Stored items
────────
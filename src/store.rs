//! Persisted KV store: an embedded, ordered-key store for everything that
//! isn't the desired-config JSON — OAuth tokens, tool-call history, and
//! truncation-cache payloads.

use std::{path::Path, sync::Arc};

use serde::{de::DeserializeOwned, Serialize};
use sled::Tree;

use crate::error::McpResult;

/// Logical bucket names, mirrored 1:1 onto `sled::Tree`s (§6 "Persisted
/// state layout").
pub const BUCKET_SERVERS: &str = "servers";
pub const BUCKET_TOOL_CALLS: &str = "tool_calls";
pub const BUCKET_CACHE: &str = "cache";

fn tokens_bucket(server: &str) -> String {
    format!("tokens-{server}")
}

fn cache_bucket(content_hash: &str) -> String {
    format!("cache-{content_hash}")
}

/// Thin wrapper over a `sled::Db` exposing JSON-valued, ordered-key trees.
/// Keys that encode an integer (tool-call ids, cache record offsets) use
/// big-endian bytes so lexicographic sled ordering matches numeric order.
pub struct Store {
    db: sled::Db,
}

impl Store {
    pub fn open(data_dir: &Path) -> McpResult<Arc<Self>> {
        std::fs::create_dir_all(data_dir)?;
        let db = sled::open(data_dir.join("state.sled"))?;
        Ok(Arc::new(Self { db }))
    }

    fn tree(&self, name: &str) -> McpResult<Tree> {
        Ok(self.db.open_tree(name)?)
    }

    /// Big-endian encodes `n` for use as a sled key so that iteration
    /// order matches numeric order.
    pub fn be_key(n: u64) -> [u8; 8] {
        n.to_be_bytes()
    }

    pub fn put_json<T: Serialize>(&self, bucket: &str, key: &[u8], value: &T) -> McpResult<()> {
        let tree = self.tree(bucket)?;
        let bytes = serde_json::to_vec(value)?;
        tree.insert(key, bytes)?;
        tree.flush()?;
        Ok(())
    }

    pub fn get_json<T: DeserializeOwned>(&self, bucket: &str, key: &[u8]) -> McpResult<Option<T>> {
        let tree = self.tree(bucket)?;
        match tree.get(key)? {
            Some(bytes) => Ok(Some(serde_json::from_slice(&bytes)?)),
            None => Ok(None),
        }
    }

    pub fn remove(&self, bucket: &str, key: &[u8]) -> McpResult<()> {
        let tree = self.tree(bucket)?;
        tree.remove(key)?;
        Ok(())
    }

    /// Iterates `[start, end)` over `bucket` in key order, deserializing
    /// each value as `T`. Used for paged tool-call history queries.
    pub fn range_json<T: DeserializeOwned>(
        &self,
        bucket: &str,
        start: &[u8],
        end: &[u8],
    ) -> McpResult<Vec<T>> {
        let tree = self.tree(bucket)?;
        let mut out = Vec::new();
        for item in tree.range(start.to_vec()..end.to_vec()) {
            let (_, bytes) = item?;
            out.push(serde_json::from_slice(&bytes)?);
        }
        Ok(out)
    }

    pub fn server_tokens_put<T: Serialize>(&self, server: &str, token: &T) -> McpResult<()> {
        self.put_json(&tokens_bucket(server), b"token", token)
    }

    pub fn server_tokens_get<T: DeserializeOwned>(&self, server: &str) -> McpResult<Option<T>> {
        self.get_json(&tokens_bucket(server), b"token")
    }

    pub fn server_tokens_clear(&self, server: &str) -> McpResult<()> {
        self.remove(&tokens_bucket(server), b"token")
    }

    pub fn cache_put<T: Serialize>(&self, content_hash: &str, value: &T) -> McpResult<()> {
        self.put_json(&cache_bucket(content_hash), b"payload", value)
    }

    pub fn cache_get<T: DeserializeOwned>(&self, content_hash: &str) -> McpResult<Option<T>> {
        self.get_json(&cache_bucket(content_hash), b"payload")
    }
}

#[cfg(test)]
mod tests {
    use super::*;
    use serde::Deserialize;
    use tempfile::tempdir;

    #[derive(Debug, Serialize, Deserialize, PartialEq)]
    struct Sample {
        value: u32,
    }

    #[test]
    fn test_put_get_json_roundtrip() {
        let dir = tempdir().unwrap();
        let store = Store::open(dir.path()).unwrap();
        store
            .put_json(BUCKET_SERVERS, b"echo", &Sample { value: 42 })
            .unwrap();
        let got: Option<Sample> = store.get_json(BUCKET_SERVERS, b"echo").unwrap();
        assert_eq!(got, Some(Sample { value: 42 }));
    }

    #[test]
    fn test_remove() {
        let dir = tempdir().unwrap();
        let store = Store::open(dir.path()).unwrap();
        store
            .put_json(BUCKET_SERVERS, b"echo", &Sample { value: 1 })
            .unwrap();
        store.remove(BUCKET_SERVERS, b"echo").unwrap();
        let got: Option<Sample> = store.get_json(BUCKET_SERVERS, b"echo").unwrap();
        assert_eq!(got, None);
    }

    #[test]
    fn test_range_json_ordering() {
        let dir = tempdir().unwrap();
        let store = Store::open(dir.path()).unwrap();
        for n in [3u64, 1, 2] {
            store
                .put_json(BUCKET_TOOL_CALLS, &Store::be_key(n), &Sample { value: n as u32 })
                .unwrap();
        }
        let results: Vec<Sample> = store
            .range_json(BUCKET_TOOL_CALLS, &Store::be_key(0), &Store::be_key(100))
            .unwrap();
        assert_eq!(
            results,
            vec![
                Sample { value: 1 },
                Sample { value: 2 },
                Sample { value: 3 },
            ]
        );
    }

    #[test]
    fn test_tokens_and_cache_helpers() {
        let dir = tempdir().unwrap();
        let store = Store::open(dir.path()).unwrap();
        store.server_tokens_put("brave", &Sample { value: 7 }).unwrap();
        assert_eq!(
            store.server_tokens_get::<Sample>("brave").unwrap(),
            Some(Sample { value: 7 })
        );
        store.server_tokens_clear("brave").unwrap();
        assert_eq!(store.server_tokens_get::<Sample>("brave").unwrap(), None);

        store.cache_put("abc123", &Sample { value: 9 }).unwrap();
        assert_eq!(
            store.cache_get::<Sample>("abc123").unwrap(),
            Some(Sample { value: 9 })
        );
    }
}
────────
§ **EXERCISE REQUIREMENTS**
Your task is to repeat every entry above exactly.

§ **WRITTEN ANSWER**
filename src/store.rs
//! Persisted KV store: an embedded, ordered-key store for everything that
//! isn't the desired-config JSON — OAuth tokens, tool-call history, and
//! truncation-cache payloads.

use std::{path::Path, sync::Arc};

use serde::{de::DeserializeOwned, Serialize};
use sled::Tree;

use crate::error::McpResult;

/// Logical bucket names, mirrored 1:1 onto `sled::Tree`s (§6 "Persisted
/// state layout").
pub const BUCKET_SERVERS: &str = "servers";
pub const BUCKET_TOOL_CALLS: &str = "tool_calls";
pub const BUCKET_CACHE: &str = "cache";

fn tokens_bucket(server: &str) -> String {
    format!("tokens-{server}")
}

fn cache_bucket(content_hash: &str) -> String {
    format!("cache-{content_hash}")
}

/// Thin wrapper over a `sled::Db` exposing JSON-valued, ordered-key trees.
/// Keys that encode an integer (tool-call ids, cache record offsets) use
/// big-endian bytes so lexicographic sled ordering matches numeric order.
pub struct Store {
    db: sled::Db,
}

impl Store {
    pub fn open(data_dir: &Path) -> McpResult<Arc<Self>> {
        std::fs::create_dir_all(data_dir)?;
        let db = sled::open(data_dir.join("state.sled"))?;
        Ok(Arc::new(Self { db }))
    }

    fn tree(&self, name: &str) -> McpResult<Tree> {
        Ok(self.db.open_tree(name)?)
    }

    /// Big-endian encodes `n` for use as a sled key so that iteration
    /// order matches numeric order.
    pub fn be_key(n: u64) -> [u8; 8] {
        n.to_be_bytes()
    }

    pub fn put_json<T: Serialize>(&self, bucket: &str, key: &[u8], value: &T) -> McpResult<()> {
        let tree = self.tree(bucket)?;
        let bytes = serde_json::to_vec(value)?;
        tree.insert(key, bytes)?;
        tree.flush()?;
        Ok(())
    }

    pub fn get_json<T: DeserializeOwned>(&self, bucket: &str, key: &[u8]) -> McpResult<Option<T>> {
        let tree = self.tree(bucket)?;
        match tree.get(key)? {
            Some(bytes) => Ok(Some(serde_json::from_slice(&bytes)?)),
            None => Ok(None),
        }
    }

    pub fn remove(&self, bucket: &str, key: &[u8]) -> McpResult<()> {
        let tree = self.tree(bucket)?;
        tree.remove(key)?;
        Ok(())
    }

    /// Iterates `[start, end)` over `bucket` in key order, deserializing
    /// each value as `T`. Used for paged tool-call history queries.
    pub fn range_json<T: DeserializeOwned>(
        &self,
        bucket: &str,
        start: &[u8],
        end: &[u8],
    ) -> McpResult<Vec<T>> {
        let tree = self.tree(bucket)?;
        let mut out = Vec::new();
        for item in tree.range(start.to_vec()..end.to_vec()) {
            let (_, bytes) = item?;
            out.push(serde_json::from_slice(&bytes)?);
        }
        Ok(out)
    }

    pub fn server_tokens_put<T: Serialize>(&self, server: &str, token: &T) -> McpResult<()> {
        self.put_json(&tokens_bucket(server), b"token", token)
    }

    pub fn server_tokens_get<T: DeserializeOwned>(&self, server: &str) -> McpResult<Option<T>> {
        self.get_json(&tokens_bucket(server), b"token")
    }

    pub fn server_tokens_clear(&self, server: &str) -> McpResult<()> {
        self.remove(&tokens_bucket(server), b"token")
    }

    pub fn cache_put<T: Serialize>(&self, content_hash: &str, value: &T) -> McpResult<()> {
        self.put_json(&cache_bucket(content_hash), b"payload", value)
    }

    pub fn cache_get<T: DeserializeOwned>(&self, content_hash: &str) -> McpResult<Option<T>> {
        self.get_json(&cache_bucket(content_hash), b"payload")
    }
}

#[cfg(test)]
mod tests {
    use super::*;
    use serde::Deserialize;
    use tempfile::tempdir;

    #[derive(Debug, Serialize, Deserialize, PartialEq)]
    struct Sample {
        value: u32,
    }

    #[test]
    fn test_put_get_json_roundtrip() {
        let dir = tempdir().unwrap();
        let store = Store::open(dir.path()).unwrap();
        store
            .put_json(BUCKET_SERVERS, b"echo", &Sample { value: 42 })
            .unwrap();
        let got: Option<Sample> = store.get_json(BUCKET_SERVERS, b"echo").unwrap();
        assert_eq!(got, Some(Sample { value: 42 }));
    }

    #[test]
    fn test_remove() {
        let dir = tempdir().unwrap();
        let store = Store::open(dir.path()).unwrap();
        store
            .put_json(BUCKET_SERVERS, b"echo", &Sample { value: 1 })
            .unwrap();
        store.remove(BUCKET_SERVERS, b"echo").unwrap();
        let got: Option<Sample> = store.get_json(BUCKET_SERVERS, b"echo").unwrap();
        assert_eq!(got, None);
    }

    #[test]
    fn test_range_json_ordering() {
        let dir = tempdir().unwrap();
        let store = Store::open(dir.path()).unwrap();
        for n in [3u64, 1, 2] {
            store
                .put_json(BUCKET_TOOL_CALLS, &Store::be_key(n), &Sample { value: n as u32 })
                .unwrap();
        }
        let results: Vec<Sample> = store
            .range_json(BUCKET_TOOL_CALLS, &Store::be_key(0), &Store::be_key(100))
            .unwrap();
        assert_eq!(
            results,
            vec![
                Sample { value: 1 },
                Sample { value: 2 },
                Sample { value: 3 },
            ]
        );
    }

    #[test]
    fn test_tokens_and_cache_helpers() {
        let dir = tempdir().unwrap();
        let store = Store::open(dir.path()).unwrap();
        store.server_tokens_put("brave", &Sample { value: 7 }).unwrap();
        assert_eq!(
            store.server_tokens_get::<Sample>("brave").unwrap(),
            Some(Sample { value: 7 })
        );
        store.server_tokens_clear("brave").unwrap();
        assert_eq!(store.server_tokens_get::<Sample>("brave").unwrap(), None);

        store.cache_put("abc123", &Sample { value: 9 }).unwrap();
        assert_eq!(
            store.cache_get::<Sample>("abc123").unwrap(),
            Some(Sample { value: 9 })
        );
    }
}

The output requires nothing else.